24.06.01 release

manopapad · manopapad · commit 427da00d053c · 2024-09-11T11:20:36.000-07:00
diff --git a/.github/workflows/ci-gh-nightly-release.yml b/.github/workflows/ci-gh-nightly-release.yml
@@ -23,12 +23,17 @@ jobs:
         upload-enabled:
           - true
           - false
+        python-version:
+          - "3.10"
+          - "3.11"
+          - "3.12"
     uses:
       ./.github/workflows/gh-build-and-test.yml
     with:
       target-device: ${{ matrix.target-device }}
       platform: ${{ matrix.platform }}
       build-type: release
       upload-enabled: ${{ matrix.upload-enabled }}
+      python-version: ${{ matrix.python-version }}
       dependencies-workflow: "ci-gh-nightly-release.yml"
     secrets: inherit
diff --git a/.github/workflows/ci-gh-release.yml b/.github/workflows/ci-gh-release.yml
@@ -25,6 +25,8 @@ jobs:
           - cpu
         upload-enabled:
           - false
+        python-version:
+          - "3.12"
         exclude:
           - platform: linux-aarch64
             target-device: gpu
@@ -35,5 +37,6 @@ jobs:
       platform: ${{ matrix.platform }}
       build-type: release
       upload-enabled: ${{ matrix.upload-enabled }}
+      python-version: ${{ matrix.python-version }}
       dependencies-workflow: "ci-gh-nightly-release.yml"
     secrets: inherit
diff --git a/.github/workflows/gh-build-and-test.yml b/.github/workflows/gh-build-and-test.yml
@@ -17,6 +17,10 @@ on:
         required: true
         type: string
         description: The workflow file name used by the dependency
+      python-version:
+        required: false
+        type: string
+        default: "3.12"
 
 jobs:
   setup-build:
@@ -41,9 +45,9 @@ jobs:
 
   build:
     needs: setup-build
-    name: "Build (${{ inputs.platform }}, ${{ inputs.target-device }}, ${{ inputs.build-type }})"
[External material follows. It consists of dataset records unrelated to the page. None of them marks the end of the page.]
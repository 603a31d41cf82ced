//! Per-capability prompt builders for the advisory tools.
//!
//! Each advisory capability sends its own small conversation to the
//! completion gateway: an English system persona naming the specialty and a
//! Bangla user prompt carrying the relevant slice of business data. The
//! builders here are pure - they format messages, nothing else.

use std::fmt::Write as _;

use serde::{Deserialize, Serialize};

use bazarify_core::Taka;

use crate::context::{BusinessContext, SalesDay};
use crate::gateway::ChatMessage;

/// Parameters for generating a product description.
#[derive(Debug, Clone, PartialEq, Serialize, Deserialize)]
pub struct ProductDescriptionParams {
    pub product_name: String,
    pub category: String,
    #[serde(default)]
    pub price: Taka,
    #[serde(default)]
    pub features: Vec<String>,
}

/// The kind of customer message to generate, with its context.
#[derive(Debug, Clone, PartialEq, Serialize, Deserialize)]
#[serde(tag = "type", rename_all = "snake_case")]
pub enum CustomerMessageKind {
    OrderConfirmation { order_number: String, total: Taka },
    PaymentReminder { amount: Taka },
    Promotional { offer: String },
}

/// Parameters for generating a customer SMS/message.
#[derive(Debug, Clone, PartialEq, Serialize, Deserialize)]
pub struct CustomerMessageParams {
    pub customer_name: String,
    #[serde(flatten)]
    pub kind: CustomerMessageKind,
}

/// Prompt for business insights from headline stats.
#[must_use]
pub fn business_insights(ctx: &BusinessContext) -> Vec<ChatMessage> {
    let user = format!(
        "ব্যবসায়িক তথ্য:\n\
         - মোট বিক্রয়: {}\n\
         - মোট অর্ডার: {}\n\
         - মোট পণ্য: {}\n\
         - মোট গ্রাহক: {}\n\
         - গড় অর্ডার মূল্য: {}\n\n\
         এই তথ্যের উপর ভিত্তি করে ৩-৫টি ব্যবসায়িক পরামর্শ এবং অন্তর্দৃষ্টি প্রদান করুন (বাংলায়)।",
        ctx.total_revenue,
        ctx.total_orders,
        ctx.total_products,
        ctx.total_customers,
        ctx.average_order_value,
    );

    vec![
        ChatMessage::system(
            "You are a business analyst for Bangladeshi SMEs. \
             Provide actionable insights in Bangla based on business data.",
        ),
        ChatMessage::user(user),
    ]
}

/// Prompt for trend analysis over the recent daily sales series.
#[must_use]
pub fn sales_trend(sales_data: &[SalesDay]) -> Vec<ChatMessage> {
    let mut series = String::new();
    for (i, day) in sales_data.iter().enumerate() {
        let _ = writeln!(series, "দিন {}: {}, অর্ডার: {}", i + 1, day.amount, day.count);
    }

    let user = format!(
        "বিক্রয় তথ্য (গত ৭ দিন):\n{series}\n\
         এই তথ্যের উপর ভিত্তি করে:\n\
         1. বিক্রয় প্রবণতা বিশ্লেষণ করুন\n\
         2. পরবর্তী সপ্তাহের পূর্বাভাস দিন\n\
         3. উন্নতির জন্য পরামর্শ দিন\n\n\
         উত্তর বাংলায় প্রদান করুন।"
    );

    vec![
        ChatMessage::system(
            "You are a data analyst specializing in Bangladeshi SME sales patterns. \
             Analyze trends and provide predictions in Bangla.",
        ),
        ChatMessage::user(user),
    ]
}

/// Prompt for inventory recommendations from the stock partitions.
#[must_use]
pub fn inventory_advice(ctx: &BusinessContext) -> Vec<ChatMessage> {
    let mut user = format!(
        "ইনভেন্টরি পরিস্থিতি:\n\
         - মোট পণ্য: {}\n\
         - কম স্টক (১০-এর নিচে): {}টি\n\
         - স্টক শেষ: {}টি\n",
        ctx.total_products,
        ctx.low_stock_products.len(),
        ctx.out_of_stock_products.len(),
    );

    if !ctx.low_stock_products.is_empty() {
        let names: Vec<&str> = ctx.low_stock_products.iter().map(|p| p.name.as_str()).collect();
        let _ = write!(user, "\nকম স্টক পণ্য: {}", names.join(", "));
    }
    if !ctx.out_of_stock_products.is_empty() {
        let names: Vec<&str> = ctx
            .out_of_stock_products
            .iter()
            .map(|p| p.name.as_str())
            .collect();
        let _ = write!(user, "\nস্টক শেষ পণ্য: {}", names.join(", "));
    }
    user.push_str("\n\nইনভেন্টরি ব্যবস্থাপনার জন্য পরামর্শ এবং সতর্কতা প্রদান করুন (বাংলায়)।");

    vec![
        ChatMessage::system(
            "You are an inventory management expert for Bangladeshi SMEs. \
             Provide practical advice in Bangla.",
        ),
        ChatMessage::user(user),
    ]
}

/// Prompt for a detailed order report over the shop's orders.
#[must_use]
pub fn order_report(ctx: &BusinessContext, period: &str) -> Vec<ChatMessage> {
    let user = format!(
        "অর্ডার রিপোর্ট ({period}):\n\
         - মোট অর্ডার: {}টি\n\
         - মোট আয়: {}\n\
         - গড় অর্ডার মূল্য: {}\n\
         - সফল অর্ডার: {}টি\n\
         - বাতিল অর্ডার: {}টি\n\
         - পেন্ডিং অর্ডার: {}টি\n\n\
         এই তথ্যের উপর ভিত্তি করে একটি বিস্তারিত রিপোর্ট তৈরি করুন যাতে থাকবে:\n\
         1. পারফরম্যান্স সারাংশ\n\
         2. মূল অন্তর্দৃষ্টি\n\
         3. উন্নতির সুযোগ\n\
         4. পরবর্তী পদক্ষেপের পরামর্শ\n\n\
         বাংলায় প্রদান করুন।",
        ctx.total_orders,
        ctx.total_revenue,
        ctx.average_order_value,
        ctx.orders_by_status.delivered,
        ctx.orders_by_status.cancelled,
        ctx.orders_by_status.pending,
    );

    vec![
        ChatMessage::system(
            "You are a business report writer for Bangladeshi SMEs. \
             Generate comprehensive reports in Bangla.",
        ),
        ChatMessage::user(user),
    ]
}

/// Prompt for a persuasive product description.
#[must_use]
pub fn product_description(params: &ProductDescriptionParams) -> Vec<ChatMessage> {
    let mut user = format!(
        "পণ্যের নাম: {}\nক্যাটাগরি: {}\nমূল্য: {}\n",
        params.product_name, params.category, params.price,
    );
    if !params.features.is_empty() {
        let _ = writeln!(user, "বৈশিষ্ট্য: {}", params.features.join(", "));
    }
    user.push_str("\nএই পণ্যের জন্য একটি আকর্ষণীয় এবং বিক্রয়োপযোগী বাংলা বর্ণনা তৈরি করুন (৩-৫ লাইন)।");

    vec![
        ChatMessage::system(
            "You are a helpful assistant for Bangladeshi SME businesses. \
             Generate product descriptions in Bangla language that are persuasive and SEO-friendly.",
        ),
        ChatMessage::user(user),
    ]
}

/// Prompt for a customer SMS/message of the given kind.
#[must_use]
pub fn customer_message(params: &CustomerMessageParams) -> Vec<ChatMessage> {
    let name = &params.customer_name;
    let user = match &params.kind {
        CustomerMessageKind::OrderConfirmation { order_number, total } => format!(
            "{name} নামের গ্রাহকের জন্য অর্ডার নিশ্চিতকরণ SMS তৈরি করুন। \
             অর্ডার নম্বর: {order_number}, মোট: {total}। \
             বার্তাটি সংক্ষিপ্ত (১৬০ অক্ষরের মধ্যে) এবং বন্ধুত্বপূর্ণ হতে হবে।"
        ),
        CustomerMessageKind::PaymentReminder { amount } => format!(
            "{name} নামের গ্রাহকের জন্য পেমেন্ট রিমাইন্ডার SMS তৈরি করুন। বকেয়া: {amount}। \
             বার্তাটি ভদ্র এবং পেশাদার হতে হবে (১৬০ অক্ষরের মধ্যে)।"
        ),
        CustomerMessageKind::Promotional { offer } => format!(
            "{name} নামের গ্রাহকের জন্য প্রচারমূলক SMS তৈরি করুন। অফার: {offer}। \
             বার্তাটি আকর্ষণীয় এবং সংক্ষিপ্ত হতে হবে (১৬০ অক্ষরের মধ্যে)।"
        ),
    };

    vec![
        ChatMessage::system(
            "You are a marketing expert for Bangladeshi businesses. \
             Generate customer messages in Bangla that are professional, friendly, and effective.",
        ),
        ChatMessage::user(user),
    ]
}

/// Prompt for the general-purpose chat assistant, with prior turns.
#[must_use]
pub fn chat(user_message: &str, history: &[ChatMessage]) -> Vec<ChatMessage> {
    let mut messages = Vec::with_capacity(history.len() + 2);
    messages.push(ChatMessage::system(
        "You are \"AI মুন্সিজি - আপনার ব্যবসার সহযোগী\" (AI Munshiji - Your Business Partner), \
         an AI helper for Bangladeshi SME business owners. You help with:\n\
         - ব্যবসায়িক পরামর্শ (Business advice)\n\
         - পণ্য ব্যবস্থাপনা (Product management)\n\
         - গ্রাহক সেবা (Customer service)\n\
         - বিক্রয় কৌশল (Sales strategies)\n\
         - আর্থিক পরিকল্পনা (Financial planning)\n\n\
         Always respond in Bangla, be helpful, professional, and provide actionable advice \
         for small business owners in Bangladesh.",
    ));
    messages.extend_from_slice(history);
    messages.push(ChatMessage::user(user_message));
    messages
}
+    name: "Build (${{ inputs.platform }}, ${{ inputs.target-device }}, ${{ inputs.build-type }}, Python ${{ inputs.python-version }})"
     uses:
-      nv-legate/legate-gh-ci/.github/workflows/gh-build.yml@v1.8
+      nv-legate/legate-gh-ci/.github/workflows/gh-build.yml@v1.9
     with:
       client-repo: ${{ github.event.repository.name }}
       target-device: ${{ inputs.target-device }}
@@ -53,10 +57,11 @@ jobs:
       platform: ${{ inputs.platform }}
       dependencies-file: "cmake/versions.json"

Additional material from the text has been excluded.